Standing up the industry’s first open blockchain platform

By Truman Esmond

Storm after storm, year after year, the insurance industry must be resilient, protecting citizens and corporations against risks old and new—even those not yet anticipated. For decades, the overseer of this security has been the state-based regulatory system, with guiding principles through the National Association of Insurance Commissioners (NAIC). The NAIC’s Property and Casualty Model Rating Law allows sharing of carrier-provided statistical data to monitor the long-term solvency and fairness of individual insurance markets and the overall industry. While the mission of the regulatory environment remains constant, the means of compliance and potential return on this “regulatory investment” are changing. For carriers, regulators, and policyholders alike, that’s a good thing … with far-reaching implications.

Technology is rapidly and fundamentally changing the world of risk and the business of insurance. Just for starters, think about the Internet of Things, telematics, artificial intelligence, and machine learning. Who used to worry about drones crashing into crowds, or hackers shutting down the electrical grid? Insurance regulators and carriers now do.
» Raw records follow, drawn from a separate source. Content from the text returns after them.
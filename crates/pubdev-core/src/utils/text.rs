//! Text shaping for rendered tool output.
//!
//! HTML handling here is deliberately a single tag-stripping pass plus a few
//! entity replacements. It is not an HTML parser.

/// Entities decoded after tag removal. `&amp;` must stay last.
const ENTITIES: &[(&str, &str)] = &[
    ("&nbsp;", " "),
    ("&lt;", "<"),
    ("&gt;", ">"),
    ("&quot;", "\""),
    ("&#39;", "'"),
    ("&amp;", "&"),
];

/// Strip `<...>` tags and common entities from an HTML document
pub fn strip_html(html: &str) -> String {
    let mut stripped = String::with_capacity(html.len());
    let mut rest = html;

    while let Some(open) = rest.find('<') {
        stripped.push_str(&rest[..open]);
        match rest[open..].find('>') {
            Some(close) => rest = &rest[open + close + 1..],
            None => {
                // Unterminated tag: keep the remainder verbatim
                rest = &rest[open..];
                break;
            },
        }
    }
    stripped.push_str(rest);

    let mut decoded = stripped;
    for (entity, replacement) in ENTITIES {
        if decoded.contains(entity) {
            decoded = decoded.replace(entity, replacement);
        }
    }

    collapse_blank_lines(&decoded)
}

/// Trim each line and keep at most one blank line between paragraphs
fn collapse_blank_lines(text: &str) -> String {
    let mut out = String::with_capacity(text.len());
    let mut blank_run = 0usize;

    for line in text.lines().map(str::trim) {
        if line.is_empty() {
            blank_run += 1;
            continue;
        }
        if !out.is_empty() {
            out.push('\n');
            if blank_run > 0 {
                out.push('\n');
            }
        }
        out.push_str(line);
        blank_run = 0;
    }

    out
}

/// Cut `text` to at most `limit` characters on a char boundary.
///
/// Returns the prefix and whether anything was dropped.
pub fn truncate_chars(text: &str, limit: usize) -> (&str, bool) {
    match text.char_indices().nth(limit) {
        Some((byte_idx, _)) => (&text[..byte_idx], true),
        None => (text, false),
    }
}

/// Render a 0..=1 fraction as a rounded whole percentage
pub fn percent(fraction: f64) -> i64 {
    if !fraction.is_finite() {
        return 0;
    }
    (fraction * 100.0).round() as i64
}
To brace America for future catastrophes and nascent exposures while building industry resilience, regulators now must cull ever more data on risk trends, policies, losses, and rates.

It’s time to put the laborious, burdensome requirements of insurance regulation in the rear-view mirror

For insurers, this means more frequent calls for data from regulators, with requests for increasingly granular data. The more detail requested, the greater the prospect of closing in on private or carrier-specific competitive data. Data security threats are omnipresent.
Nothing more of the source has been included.